TASK PROMPT: Reproduce the top of the data verbatim, through and including the line that contains "overlay.register(second.clone());".

>>>

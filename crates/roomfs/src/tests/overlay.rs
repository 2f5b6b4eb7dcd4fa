// SPDX-FileCopyrightText: 2025 Caspar Water Company
//
// SPDX-License-Identifier: Apache-2.0

use super::{lookup, make_folder, names, setup, setup_with, settle, text};
use crate::config::NamespaceConfig;
use crate::entry::{Entry, ParentLink};
use crate::error::Error;
use crate::events::Subscriptions;
use crate::id::EntryId;
use crate::memory::MemoryStore;
use crate::overlay::{Claim, Overlay};
use crate::pending::{PendingInner, Replaced};
use crate::store::EncryptionStatus;
use std::sync::Arc;
use std::time::Duration;

fn link(id: &str) -> ParentLink {
    ParentLink {
        id: EntryId::from(id),
        path: vec!["docs".to_string()],
        is_root: false,
        events: Subscriptions::new(Arc::new(MemoryStore::new(super::ALICE))),
    }
}

fn pending_file(name: &str, parent: &ParentLink) -> Arc<PendingInner> {
    PendingInner::new_file(
        name,
        parent.clone(),
        text("x"),
        EncryptionStatus::EncryptionNotEnabled,
        super::ALICE.to_string(),
    )
}

#[test]
fn test_register_twice_is_deduplicated() {
    let overlay = Overlay::default();
    let docs = link("!docs");
    let entry = pending_file("a.txt", &docs);

    overlay.register(entry.clone());
    overlay.register(entry.clone());

    assert_eq!(overlay.list_for(&docs.id).len(), 1);
    assert!(overlay.list_for(&EntryId::from("!other")).is_empty());
}

#[test]
fn test_replacement_supersedes_previous_pending() {
    let overlay = Overlay::default();
    let docs = link("!docs");
    let first = pending_file("a.txt", &docs);
    overlay.register(first.clone());

    let second = PendingInner::new_version(
        "a.txt".to_string(),
        docs.clone(),
        Replaced::Pending(first.clone()),
        2,
        text("y"),
        EncryptionStatus::EncryptionNotEnabled,
        super::ALICE.to_string(),
    );
    overlay.register(second.clone());

    let visible = overlay.list_for(&docs.id);
    assert_eq!(visible.len(), 1);
    assert!(Arc::ptr_eq(&visible[0], &second));
    assert_eq!(second.replaced_chain(), vec![first.id()]);
    assert_eq!(overlay.lineage_len(), 2);

    overlay.clear(&second.id());
    assert_eq!(overlay.visible_len(), 0);
    assert_eq!(overlay.lineage_len(), 0);
}

#[test]
fn test_clear_is_idempotent() {
    let overlay = Overlay::default();
    let docs = link("!docs");
    let entry = pending_file("a.txt", &docs);
    overlay.register(entry.clone());

    overlay.clear(&entry.id());
    overlay.clear(&entry.id());
    overlay.clear(&EntryId::from("$never"));

    assert_eq!(overlay.visible_len(), 0);
}

#[test]
fn test_claim_name_routes_second_writer_to_existing_entry() {
    let overlay = Overlay::default();
    let docs = link("!docs");
    let since = overlay.generation();

    let first = match overlay.claim_name(&docs.id, "a.txt", since, || pending_file("a.txt", &docs)) {
        Claim::Registered(entry) => entry,
        _ => panic!("nothing was registered yet"),
    };
    match overlay.claim_name(&docs.id, "a.txt", since, || pending_file("a.txt", &docs)) {
        Claim::Existing(entry) => assert!(Arc::ptr_eq(&entry, &first)),
        _ => panic!("second claim must reuse the first entry"),
    }
    assert_eq!(overlay.visible_len(), 1);
}

#[test]
fn test_claim_after_retirement_is_stale() {
    let overlay = Overlay::default();
    let docs = link("!docs");
    let other = pending_file("b.txt", &docs);
    overlay.register(other.clone());
    let since = overlay.generation();

    overlay.clear(&EntryId::from("$never"));
    assert_eq!(overlay.generation(), since);
    overlay.clear(&other.id());
    assert!(matches!(
        overlay.claim_name(&docs.id, "a.txt", since, || pending_file("a.txt", &docs)),
        Claim::Stale
    ));
    assert_eq!(overlay.visible_len(), 0);

    let since = overlay.generation();
    assert!(matches!(
        overlay.claim_name(&docs.id, "a.txt", since, || pending_file("a.txt", &docs)),
        Claim::Registered(_)
    ));
}

#[test]
fn test_expired_entry_still_holds_its_name() {
    let overlay = Overlay::new(Some(Duration::ZERO));
    let docs = link("!docs");
    let since = overlay.generation();
    let first = match overlay.claim_name(&docs.id, "a.txt", since, || pending_file("a.txt", &docs)) {
        Claim::Registered(entry) => entry,
        _ => panic!("nothing was registered yet"),
    };
    std::thread::sleep(Duration::from_millis(2));

    assert!(overlay.list_for(&docs.id).is_empty());
    assert_eq!(overlay.lineage_len(), 1);
    match overlay.claim_name(&docs.id, "a.txt", since, || pending_file("a.txt", &docs)) {
        Claim::Existing(entry) => assert!(Arc::ptr_eq(&entry, &first)),
        _ => panic!("a hidden write still holds the name"),
    }

    // A failed write gives the name up.
    first.completion.fail(Error::transient("lost"));
    overlay.abandon(&first);
    assert_eq!(overlay.lineage_len(), 0);
}

#[test]
fn test_chain_version_finds_newest_head() {
    let overlay = Overlay::default();
    let docs = link("!docs");
    let base = EntryId::from("$v1");

    let build = |head: Option<&Arc<PendingInner>>| {
        let (replaces, version) = match head {
            Some(h) => (Replaced::Pending(h.clone()), h.version() + 1),
            None => (Replaced::Stored(EntryId::from("$v1")), 2),
        };
        PendingInner::new_version(
            "a.txt".to_string(),
            docs.clone(),
            replaces,
            version,
            text("v"),
            EncryptionStatus::EncryptionNotEnabled,
            super::ALICE.to_string(),
        )
    };

    let v2 = overlay.chain_version(&base, build);
    let v3 = overlay.chain_version(&base, build);
    let v4 = overlay.chain_version(&base, build);

    assert_eq!(v2.version(), 2);
    assert_eq!(v3.version(), 3);
    assert_eq!(v4.version(), 4);
    assert_eq!(v4.replaced_chain(), vec![v3.id(), v2.id(), base.clone()]);
    assert_eq!(overlay.list_for(&docs.id).len(), 1);
}

#[test]
fn test_listed_base_is_refused_after_retirement() {
    let overlay = Overlay::default();
    let docs = link("!docs");
    let stored = EntryId::from("$v1");
    let build = |_: Option<&Arc<PendingInner>>| {
        PendingInner::new_version(
            "a.txt".to_string(),
            docs.clone(),
            Replaced::Stored(EntryId::from("$v1")),
            2,
            text("v"),
            EncryptionStatus::EncryptionNotEnabled,
            super::ALICE.to_string(),
        )
    };
    let since = overlay.generation();
    let other = pending_file("b.txt", &docs);
    overlay.register(other.clone());
    overlay.clear(&other.id());

    assert!(overlay.chain_listed_version(&stored, since, build).is_none());
    assert_eq!(overlay.lineage_len(), 0);

    let v2 = overlay
        .chain_listed_version(&stored, overlay.generation(), build)
        .unwrap();
    // Once something is chained onto the base, the chain is authoritative.
    let v3 = overlay.chain_listed_version(&stored, since, |head| {
        let head = head.unwrap();
        PendingInner::new_version(
            head.name.clone(),
            docs.clone(),
            Replaced::Pending(head.clone()),
            head.version() + 1,
            text("w"),
            EncryptionStatus::EncryptionNotEnabled,
            super::ALICE.to_string(),
        )
    });
    assert_eq!(v3.unwrap().replaced_chain(), vec![v2.id(), stored]);
}

#[tokio::test]
async fn test_pending_entry_merges_until_observed() {
    let (store, ns) = setup();
    let docs = make_folder(&ns, &["docs"]).await;
    store.defer_visibility(true).await;

    let id = docs.add_file("a.txt", text("one")).await.unwrap();

    let children = docs.children().await.unwrap();
    assert_eq!(children.len(), 1);
    let Entry::Pending(pending) = &children[0] else {
        panic!("expected a pending entry, got {:?}", children[0]);
    };
    assert!(pending.is_sent());
    assert_eq!(pending.id(), id);
    assert_eq!(pending.version(), 1);
    assert_eq!(pending.blob().unwrap(), text("one"));

    store.deliver().await;

    let children = docs.children().await.unwrap();
    assert_eq!(children.len(), 1);
    assert!(matches!(&children[0], Entry::File(f) if *f.id() == id));
    assert_eq!(ns.overlay().visible_len(), 0);
}

#[tokio::test]
async fn test_unsent_entry_is_listed_while_write_is_in_flight() {
    let (store, ns) = setup();
    let docs = make_folder(&ns, &["docs"]).await;
    store.pause_writes();

    let task = {
        let docs = docs.clone();
        tokio::spawn(async move { docs.add_file("a.txt", text("one")).await })
    };
    settle(|| ns.overlay().visible_len() == 1).await;

    let children = docs.children().await.unwrap();
    assert_eq!(children.len(), 1);
    let pending = children[0].as_pending().unwrap();
    assert!(!pending.is_sent());
    assert!(pending.id().is_pending());
    assert_eq!(pending.path(), vec!["docs".to_string(), "a.txt".to_string()]);

    store.resume_writes();
    let id = task.await.unwrap().unwrap();
    assert_eq!(pending.sent().await.unwrap(), id);
    assert_eq!(names(&docs).await, vec!["a.txt"]);
    assert!(docs.children().await.unwrap()[0].as_file().is_some());
}

#[tokio::test]
async fn test_concurrent_adds_of_distinct_names_never_duplicate() {
    let (store, ns) = setup();
    let docs = make_folder(&ns, &["docs"]).await;
    store.defer_visibility(true).await;

    let (a, b, c) = tokio::join!(
        docs.add_file("a.txt", text("a")),
        docs.add_file("b.txt", text("b")),
        docs.add_file("c.txt", text("c")),
    );
    let ids = [a.unwrap(), b.unwrap(), c.unwrap()];

    assert_eq!(names(&docs).await, vec!["a.txt", "b.txt", "c.txt"]);

    // Once delivered, no write may show up twice.
    store.defer_visibility(false).await;
    let children = docs.children().await.unwrap();
    assert_eq!(children.len(), 3);
    assert!(children.iter().all(|c| !c.is_pending()));
    let mut listed: Vec<EntryId> = children.iter().map(Entry::id).collect();
    listed.sort();
    let mut expected = ids.to_vec();
    expected.sort();
    assert_eq!(listed, expected);
}

#[tokio::test]
async fn test_concurrent_adds_of_same_name_become_versions() {
    let (store, ns) = setup();
    let docs = make_folder(&ns, &["docs"]).await;
    store.pause_writes();

    let first = {
        let docs = docs.clone();
        tokio::spawn(async move { docs.add_file("a.txt", text("one")).await })
    };
    settle(|| ns.overlay().visible_len() == 1).await;
    let second = {
        let docs = docs.clone();
        tokio::spawn(async move { docs.add_file("a.txt", text("two")).await })
    };
    settle(|| ns.overlay().lineage_len() == 2).await;

    let children = docs.children().await.unwrap();
    assert_eq!(children.len(), 1);
    assert_eq!(children[0].as_pending().unwrap().version(), 2);

    store.resume_writes();
    let v1 = first.await.unwrap().unwrap();
    let v2 = second.await.unwrap().unwrap();
    assert_ne!(v1, v2);

    let children = docs.children().await.unwrap();
    assert_eq!(children.len(), 1);
    let file = children[0].as_file().unwrap();
    assert_eq!(file.id(), &v2);
    assert_eq!(file.version(), 2);
    assert_eq!(file.replaces(), Some(&v1));
}

#[tokio::test]
async fn test_failed_write_clears_its_pending_entry() {
    let (store, ns) = setup();
    let docs = make_folder(&ns, &["docs"]).await;
    store.fail_next_writes(1).await;

    let err = docs.add_file("a.txt", text("one")).await.unwrap_err();
    assert!(matches!(err, Error::Transient(_)));
    assert!(docs.children().await.unwrap().is_empty());
    assert_eq!(ns.overlay().visible_len(), 0);
    assert_eq!(ns.overlay().lineage_len(), 0);
}

#[tokio::test]
async fn test_expired_pending_entries_leave_listings() {
    let config = NamespaceConfig {
        pending_expiry: Some(Duration::from_millis(10)),
        ..NamespaceConfig::default()
    };
    let (store, ns) = setup_with(config);
    let docs = make_folder(&ns, &["docs"]).await;
    store.pause_writes();

    let task = {
        let docs = docs.clone();
        tokio::spawn(async move { docs.add_file("a.txt", text("one")).await })
    };
    settle(|| ns.overlay().visible_len() == 1).await;
    tokio::time::sleep(Duration::from_millis(30)).await;

    assert!(docs.children().await.unwrap().is_empty());

    // The write itself is unaffected and shows up once delivered.
    store.resume_writes();
    task.await.unwrap().unwrap();
    assert_eq!(names(&docs).await, vec!["a.txt"]);
}

fn expiring() -> NamespaceConfig {
    NamespaceConfig {
        pending_expiry: Some(Duration::from_millis(10)),
        ..NamespaceConfig::default()
    }
}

<<<

ANSWER SECTION:
filename crates/roomfs/src/tests/overlay.rs
repository 2f5b6b4eb7dcd4fa
// SPDX-FileCopyrightText: 2025 Caspar Water Company
//
// SPDX-License-Identifier: Apache-2.0

use super::{lookup, make_folder, names, setup, setup_with, settle, text};
use crate::config::NamespaceConfig;
use crate::entry::{Entry, ParentLink};
use crate::error::Error;
use crate::events::Subscriptions;
use crate::id::EntryId;
use crate::memory::MemoryStore;
use crate::overlay::{Claim, Overlay};
use crate::pending::{PendingInner, Replaced};
use crate::store::EncryptionStatus;
use std::sync::Arc;
use std::time::Duration;

fn link(id: &str) -> ParentLink {
    ParentLink {
        id: EntryId::from(id),
        path: vec!["docs".to_string()],
        is_root: false,
        events: Subscriptions::new(Arc::new(MemoryStore::new(super::ALICE))),
    }
}

fn pending_file(name: &str, parent: &ParentLink) -> Arc<PendingInner> {
    PendingInner::new_file(
        name,
        parent.clone(),
        text("x"),
        EncryptionStatus::EncryptionNotEnabled,
        super::ALICE.to_string(),
    )
}

#[test]
fn test_register_twice_is_deduplicated() {
    let overlay = Overlay::default();
    let docs = link("!docs");
    let entry = pending_file("a.txt", &docs);

    overlay.register(entry.clone());
    overlay.register(entry.clone());

    assert_eq!(overlay.list_for(&docs.id).len(), 1);
    assert!(overlay.list_for(&EntryId::from("!other")).is_empty());
}

#[test]
fn test_replacement_supersedes_previous_pending() {
    let overlay = Overlay::default();
    let docs = link("!docs");
    let first = pending_file("a.txt", &docs);
    overlay.register(first.clone());

    let second = PendingInner::new_version(
        "a.txt".to_string(),
        docs.clone(),
        Replaced::Pending(first.clone()),
        2,
        text("y"),
        EncryptionStatus::EncryptionNotEnabled,
        super::ALICE.to_string(),
    );
    overlay.register(second.clone());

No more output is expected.